By the spring of 2017 I was well on my way to losing my hair.

Running my business had become extremely stressful. I had spent most of my time over the previous 6 months focusing on cash flow issues and blaming them for my stress, and as we slowly emerged from our offseason and money began to flow back into the company’s bank account, I expected my stress levels to taper off. 

They did no such thing.  

Over the coming months a picture started to emerge: a picture of complexity that manifested itself in a constant need for my guidance and decision-making. That complexity created for me an environment of constant attention, frequent adjustment, and sustained anxiety.

This was also around the time I was doing an audit of the company financials and revisiting our financial model; the deeper I dove the more I realized that our operating model was one of the key contributors to our complexity issue.  

Our operations - the method by which our trips get delivered to customers - had developed into 3 distinct models. 

company-operated

About a third of our destinations were run on a company-operated model: local guides ultimately ran the trips, but we took on all of the operations and logistics of the trips. This included booking hotels, hiring and scheduling guides, reserving rental bikes, sourcing restaurants and other suppliers, and many other responsibilities. 
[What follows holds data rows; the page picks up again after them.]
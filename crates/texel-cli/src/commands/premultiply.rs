//! Premultiply command

use crate::PremultiplyArgs;
use anyhow::Result;
use texel_ops::color::alpha_premultiply;

pub fn run(args: PremultiplyArgs, verbose: bool) -> Result<()> {
    let mut image = super::load_raw(&args.raw)?;

    if verbose {
        println!("Premultiplying {}", super::describe(&image));
    }

    let status = alpha_premultiply(&mut image)?;
    super::report(verbose, "premultiply", status);

    super::save_raw(&args.output, &image)?;
    Ok(())
}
Ostensibly these destinations led to higher margins, but as I reviewed our the financials for these trips a different picture emerged: trips in these destinations had wild cost and profit variability. Budgets were set for each trip and each departure, but they were rarely adhered to - different departures for the same trip, with the same number of customers, might have gross margins that differed by as much as 20%! 

Part of the reason was that running a weeklong, or longer, mountain bike trip involves a lot of moving parts (the aforementioned hotels, guides, meals, and other suppliers all need to be booked in advance and communicated with regularly), and doing this for multiple locations was both complex and complicated. 

Making this happen smoothly involves a s@#$load of logistics.

Making this happen smoothly involves a s@#$load of logistics.

For instance, one of our Utah trips - an 11-day affair - involved 5 different hotels. Each of these popular hotels had to be contacted at least a year in advance of the trip start date to reserve the rooms; then a deposit had to be made to secure the rooms; then final payments needed to be made and any unnecessary rooms cancelled. Each of these milestones came with different timelines, depending on the hotel.  

The previous fall I’d received a phone call from our driver in Utah, politely letting me know that we’d been paying for empty hotel rooms for the duration of the entire trip. With hotels reserved for 12 people and the trip only running with 5 paying customers plus 2 guides, we’d been paying for rooms that no one had bothered to cancel.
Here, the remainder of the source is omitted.